Snow Lake is a town in Manitoba, Canada, located 685 km north of Winnipeg at the end of Provincial Road 392. The main industry is, and always has been, mining; currently with one mine producing Zinc, and another lithium. The official Town of Snow Lake is a very large, overwhelmingly rural area that is centered about the urban community of Snow Lake, which lies very near its geographical center. The Town is as large in area as a typical rural municipality in the more southern parts of Manitoba.

Possibly named for a local family (Rudnyckyj) or because early settlers "found the water in the lake as soft as the melted snow" (Files, Manitoba Department of Natural Resources).

Mining 
Mining always has been Snow Lake's major industry. Two separate mining ventures have operated in the community over the past 40 years.  TVX/Kinross/High River operated the New Britannia Mine, which closed in January 2005, and HudBay Minerals, which operated 12 area mines.  They were/are Lalor Mine, Chisel Lake, Stall Lake, Osborne Lake, Dickstone, Anderson Lake, Ghost Lake, Lost Lake, Spruce Point, Rod Mine, Photo Lake, and Chisel North.

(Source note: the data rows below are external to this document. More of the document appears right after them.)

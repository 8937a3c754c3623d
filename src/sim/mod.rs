//! Deterministic simulation module
//!
//! All gameplay logic lives here. This module must be pure and deterministic:
//! - One call to [`tick`] per frame, no wall-clock time
//! - Seeded RNG only
//! - No rendering or platform dependencies

pub mod autopilot;
pub mod collision;
pub mod level;
pub mod rect;
pub mod state;
pub mod tick;

pub use autopilot::autopilot_input;
pub use collision::{Collider, find_collision, overlaps};
pub use level::LevelState;
pub use rect::Rect;
pub use state::{Avatar, Block, Enemy, GameEvent, GamePhase, GameState};
pub use tick::tick;
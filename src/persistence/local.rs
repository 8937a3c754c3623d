//! `window.localStorage` store for the browser build

use web_sys::Storage;

use super::KeyValueStore;
use crate::error::{GameError, GameResult};

/// Browser LocalStorage
pub struct LocalStore {
    storage: Storage,
}

impl LocalStore {
    /// Open the page's LocalStorage (fails in private modes that disable it)
    pub fn open() -> GameResult<Self> {
        let storage = web_sys::window()
            .ok_or_else(|| GameError::StorageUnavailable("no window".into()))?
            .local_storage()
            .map_err(|e| GameError::StorageUnavailable(format!("{e:?}")))?
            .ok_or_else(|| GameError::StorageUnavailable("localStorage disabled".into()))?;
        Ok(Self { storage })
    }
}

impl KeyValueStore for LocalStore {
    fn read(&self, key: &str) -> GameResult<Option<String>> {
        self.storage
            .get_item(key)
            .map_err(|e| GameError::StorageUnavailable(format!("{e:?}")))
    }

    fn write(&mut self, key: &str, value: &str) -> GameResult<()> {
        self.storage
            .set_item(key, value)
            .map_err(|e| GameError::StorageUnavailable(format!("{e:?}")))
    }
}
//! Keyboard input handling
//!
//! Key events arrive asynchronously from the host and only flip entries in a
//! key map; the simulation reads a [`DirectionFlags`] snapshot once per frame.

use std::collections::HashMap;

/// Directions held during one frame
#[derive(Debug, Clone, Copy, Default, PartialEq, Eq)]
pub struct DirectionFlags {
    pub up: bool,
    pub down: bool,
    pub left: bool,
    pub right: bool,
}

impl DirectionFlags {
    pub const RIGHT: Self = Self {
        up: false,
        down: false,
        left: false,
        right: true,
    };

    pub fn any(&self) -> bool {
        self.up || self.down || self.left || self.right
    }
}

/// Logical direction for a key name (arrows and WASD)
pub fn direction_for_key(key: &str) -> Option<Direction> {
    match key {
        "ArrowUp" | "w" | "W" => Some(Direction::Up),
        "ArrowDown" | "s" | "S" => Some(Direction::Down),
        "ArrowLeft" | "a" | "A" => Some(Direction::Left),
        "ArrowRight" | "d" | "D" => Some(Direction::Right),
        _ => None,
    }
}

#[derive(Debug, Clone, Copy, PartialEq, Eq, Hash)]
pub enum Direction {
    Up,
    Down,
    Left,
    Right,
}

/// Held-key map, keyed by the host's key identifier
///
/// Aliases are tracked separately, so releasing `d` leaves `ArrowRight`
/// held. Starts disabled so typing a username into a text field never moves the
/// avatar; the front end enables it once a session starts.
#[derive(Debug, Clone, Default)]
pub struct InputState {
    held: HashMap<String, bool>,
    enabled: bool,
}

impl InputState {
    pub fn new() -> Self {
        Self::default()
    }

    pub fn set_enabled(&mut self, enabled: bool) {
        self.enabled = enabled;
        if !enabled {
            self.clear();
        }
    }

    pub fn is_enabled(&self) -> bool {
        self.enabled
    }

    /// Record a key press; returns true when the key is a game key
    /// (so the caller can suppress the browser's default scrolling)
    pub fn key_down(&mut self, key: &str) -> bool {
        self.set_key(key, true)
    }

    pub fn key_up(&mut self, key: &str) -> bool {
        self.set_key(key, false)
    }

    fn set_key(&mut self, key: &str, pressed: bool) -> bool {
        if !self.enabled {
            return false;
        }
        if direction_for_key(key).is_none() {
            return false;
        }
        self.held.insert(key.to_string(), pressed);
        true
    }

    /// Release every key (on start, replay and focus loss)
    pub fn clear(&mut self) {
        self.held.clear();
    }

    /// Snapshot for the current frame
    pub fn directions(&self) -> DirectionFlags {
        let mut flags = DirectionFlags::default();
        let held = self
            .held
            .iter()
            .filter(|(_, pressed)| **pressed)
            .filter_map(|(key, _)| direction_for_key(key));
        for dir in held {
            match dir {
                Direction::Up => flags.up = true,
                Direction::Down => flags.down = true,
                Direction::Left => flags.left = true,
                Direction::Right => flags.right = true,
            }
        }
        flags
    }
}

#[cfg(test)]
mod tests {
    use super::*;

    #[test]
    fn test_disabled_input_ignores_keys() {
        let mut input = InputState::new();
        assert!(!input.key_down("ArrowRight"));
        assert!(!input.directions().any());
    }

    #[test]
    fn test_arrows_and_wasd() {
        let mut input = InputState::new();
        input.set_enabled(true);

        assert!(input.key_down("ArrowRight"));
        assert!(input.key_down("w"));
        assert!(!input.key_down("x"));

        let dirs = input.directions();
        assert!(dirs.right && dirs.up);
        assert!(!dirs.left && !dirs.down);

        input.key_up("ArrowRight");
        assert!(!input.directions().right);
        assert!(input.directions().up);
    }

    #[test]
    fn test_alias_release_keeps_other_key_held() {
        let mut input = InputState::new();
        input.set_enabled(true);

        input.key_down("ArrowRight");
        input.key_down("d");
        input.key_up("d");
        assert!(input.directions().right);

        input.key_up("ArrowRight");
        assert!(!input.directions().right);
    }

    #[test]
    fn test_clear_releases_everything() {
        let mut input = InputState::new();
        input.set_enabled(true);
        input.key_down("ArrowLeft");
        input.key_down("ArrowDown");
        input.clear();
        assert_eq!(input.directions(), DirectionFlags::default());

        input.key_down("ArrowLeft");
        input.set_enabled(false);
        assert_eq!(input.directions(), DirectionFlags::default());
    }
}
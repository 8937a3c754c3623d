//! `requestAnimationFrame` scheduling

use wasm_bindgen::JsCast;
use wasm_bindgen::prelude::Closure;
use web_sys::Window;

use super::FrameScheduler;

/// Schedules one shared frame callback through the browser
pub struct RafScheduler {
    window: Window,
    callback: Option<Closure<dyn FnMut(f64)>>,
}

impl RafScheduler {
    pub fn new(window: Window) -> Self {
        Self {
            window,
            callback: None,
        }
    }

    /// Install the callback every request will run
    pub fn set_callback(&mut self, callback: Closure<dyn FnMut(f64)>) {
        self.callback = Some(callback);
    }
}

impl FrameScheduler for RafScheduler {
    type Handle = i32;

    fn request(&mut self) -> Option<i32> {
        let callback = self.callback.as_ref()?;
        self.window
            .request_animation_frame(callback.as_ref().unchecked_ref())
            .ok()
    }

    fn cancel(&mut self, handle: i32) {
        let _ = self.window.cancel_animation_frame(handle);
    }
}
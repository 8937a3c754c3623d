//! Demo-mode autopilot
//!
//! A cheap heuristic player: run right, sidestep blocks coming down the
//! avatar's lane, and keep vertical distance from the enemy when it gets
//! close. It is beatable on purpose and only reads the public state.

use glam::Vec2;

use super::collision::overlaps;
use super::rect::Rect;
use super::state::GameState;
use crate::input::DirectionFlags;

/// Frames of lookahead when scanning for blocks
const LOOKAHEAD_FRAMES: f32 = 14.0;
/// Vertical margin kept around the avatar when judging a lane clear
const LANE_MARGIN: f32 = 6.0;
/// Chebyshev distance at which the enemy is treated as a threat
const ENEMY_ALERT: f32 = 70.0;

/// Pick this frame's input for `state`
pub fn autopilot_input(state: &GameState) -> DirectionFlags {
    let avatar = state.avatar.rect;
    let step = state.settings.avatar_step;
    let bounds = state.bounds();
    let mut input = DirectionFlags::RIGHT;

    // Everything a block could cover in the next few frames, relative to us
    let reach = (state.level.block_speed + step) * LOOKAHEAD_FRAMES;
    let lane = Rect::new(
        avatar.x,
        avatar.y - LANE_MARGIN,
        avatar.width + reach,
        avatar.height + LANE_MARGIN * 2.0,
    );

    let threat = state
        .blocks
        .iter()
        .filter(|b| overlaps(&lane, &b.rect))
        .min_by(|a, b| a.rect.x.total_cmp(&b.rect.x));

    if let Some(block) = threat {
        dodge(&mut input, avatar, block.rect.center(), bounds);
        // Too close to outrun sideways: stop pushing into it
        if block.rect.x - avatar.right() < step * 2.0 {
            input.right = false;
        }
    }

    let enemy = state.enemy.rect;
    let gap = (enemy.center() - avatar.center()).abs();
    if gap.max_element() < ENEMY_ALERT && threat.is_none() {
        dodge(&mut input, avatar, enemy.center(), bounds);
    }

    input
}

/// Move vertically away from `danger`, or toward open space at the edges
fn dodge(input: &mut DirectionFlags, avatar: Rect, danger: Vec2, bounds: Vec2) {
    let at_top = avatar.y <= 0.0;
    let at_bottom = avatar.bottom() >= bounds.y;
    let go_up = if at_top {
        false
    } else if at_bottom {
        true
    } else {
        danger.y >= avatar.center().y
    };
    input.up = go_up;
    input.down = !go_up;
}
//! Leaderboard
//!
//! Persisted as one JSON array under a single storage key. The whole history
//! is kept; only the top few rows are ever displayed.

use std::cmp::Ordering;

use serde::{Deserialize, Serialize};

use crate::error::GameResult;
use crate::persistence::KeyValueStore;

/// One finished session
#[derive(Debug, Clone, PartialEq, Eq, Serialize, Deserialize)]
pub struct LeaderboardEntry {
    pub username: String,
    /// Level the session ended on
    pub level: u32,
    /// Whole seconds from start to game over
    #[serde(rename = "duration")]
    pub duration_secs: u64,
}

impl LeaderboardEntry {
    pub fn new(username: impl Into<String>, level: u32, duration_secs: u64) -> Self {
        Self {
            username: username.into(),
            level,
            duration_secs,
        }
    }

    /// Duration as shown in the table
    pub fn duration_label(&self) -> String {
        format!("{} s", self.duration_secs)
    }
}

/// Ranking order: higher level first, then faster
pub fn rank_order(a: &LeaderboardEntry, b: &LeaderboardEntry) -> Ordering {
    b.level
        .cmp(&a.level)
        .then_with(|| a.duration_secs.cmp(&b.duration_secs))
}

/// A display row
#[derive(Debug, Clone, PartialEq, Eq)]
pub struct LeaderboardRow<'a> {
    /// 1-based rank
    pub rank: usize,
    pub entry: &'a LeaderboardEntry,
}

/// Ranked session history backed by a key-value store
#[derive(Debug)]
pub struct Leaderboard<S> {
    entries: Vec<LeaderboardEntry>,
    store: S,
}

impl<S: KeyValueStore> Leaderboard<S> {
    /// Storage key (same `localStorage` slot as the legacy web build)
    pub const STORAGE_KEY: &'static str = "leaderboard";

    /// Load the leaderboard once from `store`
    ///
    /// A missing, unreadable or malformed blob yields an empty leaderboard.
    pub fn load(store: S) -> Self {
        let mut entries = match store.read(Self::STORAGE_KEY) {
            Ok(Some(json)) => match serde_json::from_str::<Vec<LeaderboardEntry>>(&json) {
                Ok(entries) => {
                    log::info!("Loaded {} leaderboard entries", entries.len());
                    entries
                }
                Err(e) => {
                    log::warn!("Leaderboard blob is corrupt, starting fresh: {e}");
                    Vec::new()
                }
            },
            Ok(None) => {
                log::info!("No leaderboard found, starting fresh");
                Vec::new()
            }
            Err(e) => {
                log::warn!("Could not read leaderboard, starting fresh: {e}");
                Vec::new()
            }
        };
        // Older writers may not have sorted; the invariant holds from here on
        entries.sort_by(rank_order);
        Self { entries, store }
    }

    /// Add a result, re-rank, and write the full history through
    ///
    /// Returns the 1-based rank the entry landed at. The entry is kept in
    /// memory even when the write fails.
    pub fn record(&mut self, entry: LeaderboardEntry) -> GameResult<usize> {
        log::info!(
            "Recording {} at level {} in {}s",
            entry.username,
            entry.level,
            entry.duration_secs
        );
        // Stable sort: the newcomer lands after every entry it ties with
        let rank = self
            .entries
            .iter()
            .filter(|e| rank_order(e, &entry) != Ordering::Greater)
            .count()
            + 1;
        self.entries.push(entry);
        self.entries.sort_by(rank_order);

        self.save()?;
        Ok(rank)
    }

    fn save(&mut self) -> GameResult<()> {
        let json = serde_json::to_string(&self.entries)?;
        self.store.write(Self::STORAGE_KEY, &json)?;
        log::info!("Leaderboard saved ({} entries)", self.entries.len());
        Ok(())
    }

    /// The best `n` entries, best first
    ///
    /// The iterator is `Clone`, so it can be walked again without touching
    /// the leaderboard.
    pub fn top_n(&self, n: usize) -> impl Iterator<Item = &LeaderboardEntry> + Clone + '_ {
        self.entries.iter().take(n)
    }

    /// The best `n` entries with their ranks
    pub fn rows(&self, n: usize) -> impl Iterator<Item = LeaderboardRow<'_>> + Clone + '_ {
        self.top_n(n)
            .enumerate()
            .map(|(i, entry)| LeaderboardRow { rank: i + 1, entry })
    }

    /// Full ranked history
    pub fn entries(&self) -> &[LeaderboardEntry] {
        &self.entries
    }

    pub fn len(&self) -> usize {
        self.entries.len()
    }

    /// Check if the leaderboard is empty
    pub fn is_empty(&self) -> bool {
        self.entries.is_empty()
    }

    /// Backing store
    pub fn store(&self) -> &S {
        &self.store
    }
}

#[cfg(test)]
mod tests {
    use super::*;
    use crate::persistence::MemoryStore;
    use proptest::prelude::*;

    fn entry(name: &str, level: u32, secs: u64) -> LeaderboardEntry {
        LeaderboardEntry::new(name, level, secs)
    }

    #[test]
    fn test_empty_store_loads_empty() {
        let board = Leaderboard::load(MemoryStore::new());
        assert!(board.is_empty());
        assert_eq!(board.top_n(5).count(), 0);
    }

    #[test]
    fn test_corrupt_blob_loads_empty() {
        let store = MemoryStore::new().with_slot("leaderboard", "{not an array");
        assert!(Leaderboard::load(store).is_empty());

        let store = MemoryStore::new().with_slot("leaderboard", "null");
        assert!(Leaderboard::load(store).is_empty());
    }

    #[test]
    fn test_reads_legacy_web_format() {
        let store = MemoryStore::new().with_slot(
            "leaderboard",
            r#"[{"username":"b","level":2,"duration":30},{"username":"a","level":5,"duration":10}]"#,
        );
        let board = Leaderboard::load(store);
        // Sorted on load
        assert_eq!(board.entries(), &[entry("a", 5, 10), entry("b", 2, 30)]);
    }

    /// Store that loads fine but refuses every write
    struct ReadOnlyStore;

    impl KeyValueStore for ReadOnlyStore {
        fn read(&self, _key: &str) -> GameResult<Option<String>> {
            Ok(Some(r#"[{"username":"a","level":5,"duration":10}]"#.into()))
        }

        fn write(&mut self, _key: &str, _value: &str) -> GameResult<()> {
            Err(crate::error::GameError::StorageUnavailable("read-only".into()))
        }
    }

    #[test]
    fn test_failed_write_keeps_entry_in_memory() {
        let mut board = Leaderboard::load(ReadOnlyStore);
        assert!(board.record(entry("neo", 3, 42)).is_err());
        assert_eq!(board.entries(), &[entry("a", 5, 10), entry("neo", 3, 42)]);
        assert_eq!(board.rows(5).count(), 2);
    }

    #[test]
    fn test_record_sorts_and_persists() {
        let store = MemoryStore::new()
            .with_slot("leaderboard", r#"[{"username":"a","level":5,"duration":10}]"#);
        let mut board = Leaderboard::load(store);

        let rank = board.record(entry("neo", 3, 42)).unwrap();
        assert_eq!(rank, 2);
        assert_eq!(board.entries(), &[entry("a", 5, 10), entry("neo", 3, 42)]);

        let blob = board.store().get("leaderboard").unwrap();
        let saved: Vec<LeaderboardEntry> = serde_json::from_str(blob).unwrap();
        assert_eq!(saved, board.entries());
        assert!(blob.contains(r#""duration":42"#));
    }

    #[test]
    fn test_ties_break_on_duration_then_arrival() {
        let mut board = Leaderboard::load(MemoryStore::new());
        board.record(entry("slow", 4, 90)).unwrap();
        assert_eq!(board.record(entry("fast", 4, 30)).unwrap(), 1);
        assert_eq!(board.record(entry("same", 4, 30)).unwrap(), 2);
        let names: Vec<_> = board.entries().iter().map(|e| e.username.as_str()).collect();
        assert_eq!(names, ["fast", "same", "slow"]);
    }

    #[test]
    fn test_history_uncapped_display_capped() {
        let mut board = Leaderboard::load(MemoryStore::new());
        for i in 0..8 {
            board.record(entry(&format!("p{i}"), i + 1, 10)).unwrap();
        }
        assert_eq!(board.len(), 8);

        let top = board.top_n(5);
        let first_pass: Vec<_> = top.clone().map(|e| e.level).collect();
        let second_pass: Vec<_> = top.map(|e| e.level).collect();
        assert_eq!(first_pass, [8, 7, 6, 5, 4]);
        assert_eq!(first_pass, second_pass);

        let rows: Vec<_> = board.rows(5).map(|r| (r.rank, r.entry.level)).collect();
        assert_eq!(rows[0], (1, 8));
        assert_eq!(rows[4], (5, 4));
        assert_eq!(board.top_n(5).next().unwrap().duration_label(), "10 s");
    }

    proptest! {
        #[test]
        fn prop_sorted_after_records(raw in prop::collection::vec((1u32..20, 0u64..500), 1..40)) {
            let mut board = Leaderboard::load(MemoryStore::new());
            for (i, (level, secs)) in raw.iter().enumerate() {
                board.record(entry(&format!("p{i}"), *level, *secs)).unwrap();
            }
            for pair in board.entries().windows(2) {
                let (a, b) = (&pair[0], &pair[1]);
                prop_assert!(a.level > b.level || (a.level == b.level && a.duration_secs <= b.duration_secs));
            }

            // Re-sorting is a no-op
            let mut resorted = board.entries().to_vec();
            resorted.sort_by(rank_order);
            prop_assert_eq!(resorted.as_slice(), board.entries());
        }
    }
}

Following a rise in demand, lithium has begun to attract mining companies to the area. Nasdaq listed Snow Lake Lithium ($LITM) are currently (at Jan 2022) preparing to start commercial lithium mining.

Tourism 
Nature lovers will delight in the numerous species of birds, animals and vegetation found along the region's many area hiking trails. Picking strawberries, raspberries, blueberries, or gooseberries is also a favourite summer pastime. History enthusiasts can explore ancient Aboriginal pictographs that are approximately 1500 years old.

Fishing and boating are popular activities with the presence of many lakes and rivers, such as Snow Lake, Wekusko Lake and the Grass River that have abundances of northern pike, walleye, and perch. The Grass River Route will provide outdoor enthusiasts with an insight into the life of the early voyageurs and fur traders.

In the winter months, local hiking paths double as cross-country ski trails, while miles of frozen lakes and rivers in the area provide endless trails for snowmobilers. Ice fishing is popular as well.

The town of Snow Lake also is home to a hockey arena, curling rink, 9-hole golf course and several other recreational facilities which play host to a number of activities and tournaments over the course of the year.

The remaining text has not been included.